# Aim of the exercise
Return all lines of the listing below that carry the word "Debug".

<<<<

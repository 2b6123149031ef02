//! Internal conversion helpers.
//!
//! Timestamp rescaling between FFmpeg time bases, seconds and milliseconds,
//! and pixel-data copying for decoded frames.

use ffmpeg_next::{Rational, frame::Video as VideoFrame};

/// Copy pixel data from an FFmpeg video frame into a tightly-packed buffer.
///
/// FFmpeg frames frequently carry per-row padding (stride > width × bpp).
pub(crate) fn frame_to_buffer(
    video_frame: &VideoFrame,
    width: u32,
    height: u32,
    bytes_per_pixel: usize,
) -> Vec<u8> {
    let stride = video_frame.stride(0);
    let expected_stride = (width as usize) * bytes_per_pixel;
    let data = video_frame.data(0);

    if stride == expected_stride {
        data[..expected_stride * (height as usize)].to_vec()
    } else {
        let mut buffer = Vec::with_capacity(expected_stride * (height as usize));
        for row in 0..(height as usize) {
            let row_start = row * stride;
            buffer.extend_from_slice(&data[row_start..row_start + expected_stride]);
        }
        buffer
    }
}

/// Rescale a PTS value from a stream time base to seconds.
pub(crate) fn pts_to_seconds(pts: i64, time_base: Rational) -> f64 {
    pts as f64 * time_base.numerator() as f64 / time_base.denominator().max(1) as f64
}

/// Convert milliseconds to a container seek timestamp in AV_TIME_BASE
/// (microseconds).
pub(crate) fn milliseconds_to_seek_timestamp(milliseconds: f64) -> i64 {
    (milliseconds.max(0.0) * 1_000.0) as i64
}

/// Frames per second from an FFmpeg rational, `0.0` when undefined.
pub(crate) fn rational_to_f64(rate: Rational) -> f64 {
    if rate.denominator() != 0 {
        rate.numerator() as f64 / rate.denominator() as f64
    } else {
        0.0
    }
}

>>>>
<<<<

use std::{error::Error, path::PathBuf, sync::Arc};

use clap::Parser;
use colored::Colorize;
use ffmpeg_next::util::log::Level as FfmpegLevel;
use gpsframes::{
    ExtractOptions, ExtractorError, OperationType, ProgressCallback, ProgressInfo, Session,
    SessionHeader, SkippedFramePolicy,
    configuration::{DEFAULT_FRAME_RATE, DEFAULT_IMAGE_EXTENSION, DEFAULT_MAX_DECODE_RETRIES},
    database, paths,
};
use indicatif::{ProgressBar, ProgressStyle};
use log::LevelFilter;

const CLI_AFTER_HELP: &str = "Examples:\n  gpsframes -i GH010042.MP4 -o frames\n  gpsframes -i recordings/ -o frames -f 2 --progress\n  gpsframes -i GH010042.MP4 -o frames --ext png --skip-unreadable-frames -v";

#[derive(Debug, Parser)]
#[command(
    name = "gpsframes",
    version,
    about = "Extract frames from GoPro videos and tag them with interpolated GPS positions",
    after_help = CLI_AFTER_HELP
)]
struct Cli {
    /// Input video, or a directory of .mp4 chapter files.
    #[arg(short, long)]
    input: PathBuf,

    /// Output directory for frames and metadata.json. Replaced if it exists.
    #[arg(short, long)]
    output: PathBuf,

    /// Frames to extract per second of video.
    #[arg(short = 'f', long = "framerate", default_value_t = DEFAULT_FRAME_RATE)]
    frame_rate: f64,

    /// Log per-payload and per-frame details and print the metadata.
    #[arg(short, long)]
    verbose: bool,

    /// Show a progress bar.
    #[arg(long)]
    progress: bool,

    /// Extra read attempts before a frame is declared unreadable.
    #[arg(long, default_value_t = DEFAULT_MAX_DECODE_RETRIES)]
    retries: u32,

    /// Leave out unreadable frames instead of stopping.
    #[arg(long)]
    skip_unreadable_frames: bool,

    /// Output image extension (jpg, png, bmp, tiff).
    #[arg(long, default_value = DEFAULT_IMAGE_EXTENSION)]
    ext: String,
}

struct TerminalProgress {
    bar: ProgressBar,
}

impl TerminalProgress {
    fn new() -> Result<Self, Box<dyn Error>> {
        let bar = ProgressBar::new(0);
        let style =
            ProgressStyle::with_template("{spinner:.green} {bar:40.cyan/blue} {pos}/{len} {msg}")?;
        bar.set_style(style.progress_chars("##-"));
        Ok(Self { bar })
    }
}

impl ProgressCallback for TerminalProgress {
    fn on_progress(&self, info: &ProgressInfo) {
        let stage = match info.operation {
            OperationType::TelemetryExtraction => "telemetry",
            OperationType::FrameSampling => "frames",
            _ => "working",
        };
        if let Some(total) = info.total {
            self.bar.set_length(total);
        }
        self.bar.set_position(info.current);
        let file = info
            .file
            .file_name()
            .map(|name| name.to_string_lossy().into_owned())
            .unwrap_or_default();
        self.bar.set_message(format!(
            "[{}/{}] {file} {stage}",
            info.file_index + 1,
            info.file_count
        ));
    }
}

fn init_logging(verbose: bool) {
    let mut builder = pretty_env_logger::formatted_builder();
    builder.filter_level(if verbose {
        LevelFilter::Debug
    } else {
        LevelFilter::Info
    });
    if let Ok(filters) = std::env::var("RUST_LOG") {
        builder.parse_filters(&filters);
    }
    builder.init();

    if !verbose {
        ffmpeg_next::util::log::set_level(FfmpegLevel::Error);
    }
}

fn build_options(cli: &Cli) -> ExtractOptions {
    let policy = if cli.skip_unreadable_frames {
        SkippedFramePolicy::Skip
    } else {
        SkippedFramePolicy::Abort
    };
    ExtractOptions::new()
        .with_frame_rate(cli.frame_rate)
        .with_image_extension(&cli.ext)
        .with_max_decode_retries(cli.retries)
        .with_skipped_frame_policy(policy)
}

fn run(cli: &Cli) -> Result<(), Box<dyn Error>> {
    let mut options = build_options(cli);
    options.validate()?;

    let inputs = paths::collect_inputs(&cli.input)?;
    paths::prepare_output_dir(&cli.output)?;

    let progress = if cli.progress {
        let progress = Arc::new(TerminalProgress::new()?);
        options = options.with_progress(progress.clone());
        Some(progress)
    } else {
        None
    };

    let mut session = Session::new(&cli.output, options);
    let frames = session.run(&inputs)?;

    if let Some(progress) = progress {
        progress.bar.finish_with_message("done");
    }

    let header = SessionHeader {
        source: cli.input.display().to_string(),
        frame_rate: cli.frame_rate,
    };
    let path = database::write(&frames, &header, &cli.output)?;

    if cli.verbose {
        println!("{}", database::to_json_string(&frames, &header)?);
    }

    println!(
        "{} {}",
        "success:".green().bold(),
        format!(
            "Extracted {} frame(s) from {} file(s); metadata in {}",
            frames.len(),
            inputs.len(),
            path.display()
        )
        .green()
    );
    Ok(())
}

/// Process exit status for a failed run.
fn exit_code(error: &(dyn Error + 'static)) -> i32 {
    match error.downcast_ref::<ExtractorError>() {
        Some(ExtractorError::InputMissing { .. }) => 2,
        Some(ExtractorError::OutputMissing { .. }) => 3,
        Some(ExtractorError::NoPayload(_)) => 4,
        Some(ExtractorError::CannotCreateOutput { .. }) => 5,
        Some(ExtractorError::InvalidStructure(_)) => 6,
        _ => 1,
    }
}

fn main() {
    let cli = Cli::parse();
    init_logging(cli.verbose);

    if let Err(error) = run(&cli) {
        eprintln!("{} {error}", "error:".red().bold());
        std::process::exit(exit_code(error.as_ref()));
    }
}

>>>>
<<<<

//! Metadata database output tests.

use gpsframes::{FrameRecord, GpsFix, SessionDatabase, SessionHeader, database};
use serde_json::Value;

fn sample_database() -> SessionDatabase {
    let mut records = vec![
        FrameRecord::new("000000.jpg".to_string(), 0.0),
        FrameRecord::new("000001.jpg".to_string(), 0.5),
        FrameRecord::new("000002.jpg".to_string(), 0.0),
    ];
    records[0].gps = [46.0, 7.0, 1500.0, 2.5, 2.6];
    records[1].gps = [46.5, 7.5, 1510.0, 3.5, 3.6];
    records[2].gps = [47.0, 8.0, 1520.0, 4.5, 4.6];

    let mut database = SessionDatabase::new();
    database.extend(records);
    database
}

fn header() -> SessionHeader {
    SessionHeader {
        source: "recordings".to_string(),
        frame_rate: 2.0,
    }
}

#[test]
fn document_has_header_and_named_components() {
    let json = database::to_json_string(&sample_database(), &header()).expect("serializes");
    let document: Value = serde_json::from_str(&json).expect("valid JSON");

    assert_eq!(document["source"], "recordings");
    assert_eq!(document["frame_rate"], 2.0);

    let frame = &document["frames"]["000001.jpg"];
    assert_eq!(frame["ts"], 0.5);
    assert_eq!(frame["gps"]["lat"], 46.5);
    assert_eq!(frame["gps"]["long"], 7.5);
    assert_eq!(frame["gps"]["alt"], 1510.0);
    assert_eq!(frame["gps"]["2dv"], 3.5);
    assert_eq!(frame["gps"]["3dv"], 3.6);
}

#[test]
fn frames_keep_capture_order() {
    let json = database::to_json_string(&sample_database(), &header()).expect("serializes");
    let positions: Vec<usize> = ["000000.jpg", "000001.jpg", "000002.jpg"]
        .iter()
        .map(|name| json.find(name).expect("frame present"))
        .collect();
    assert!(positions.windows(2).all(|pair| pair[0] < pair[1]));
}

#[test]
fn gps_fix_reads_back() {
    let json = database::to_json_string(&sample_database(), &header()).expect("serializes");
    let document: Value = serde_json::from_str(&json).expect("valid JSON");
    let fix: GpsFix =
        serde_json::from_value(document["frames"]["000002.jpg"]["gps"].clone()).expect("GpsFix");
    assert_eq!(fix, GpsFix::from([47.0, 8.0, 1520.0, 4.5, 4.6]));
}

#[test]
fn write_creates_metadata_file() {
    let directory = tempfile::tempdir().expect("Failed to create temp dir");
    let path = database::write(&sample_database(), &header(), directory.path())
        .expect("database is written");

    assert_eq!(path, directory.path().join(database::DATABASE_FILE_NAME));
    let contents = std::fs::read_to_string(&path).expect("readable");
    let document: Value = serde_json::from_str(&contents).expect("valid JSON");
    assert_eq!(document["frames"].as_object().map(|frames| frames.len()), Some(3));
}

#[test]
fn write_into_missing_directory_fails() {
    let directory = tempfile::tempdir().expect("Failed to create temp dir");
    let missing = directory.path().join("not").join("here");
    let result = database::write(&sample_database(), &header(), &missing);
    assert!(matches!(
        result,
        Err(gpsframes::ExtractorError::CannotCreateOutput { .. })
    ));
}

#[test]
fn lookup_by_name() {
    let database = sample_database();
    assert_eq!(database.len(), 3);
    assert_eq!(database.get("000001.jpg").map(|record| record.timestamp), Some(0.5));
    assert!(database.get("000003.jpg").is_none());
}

>>>>

# Answer space
#[derive(Debug, Parser)]
        LevelFilter::Debug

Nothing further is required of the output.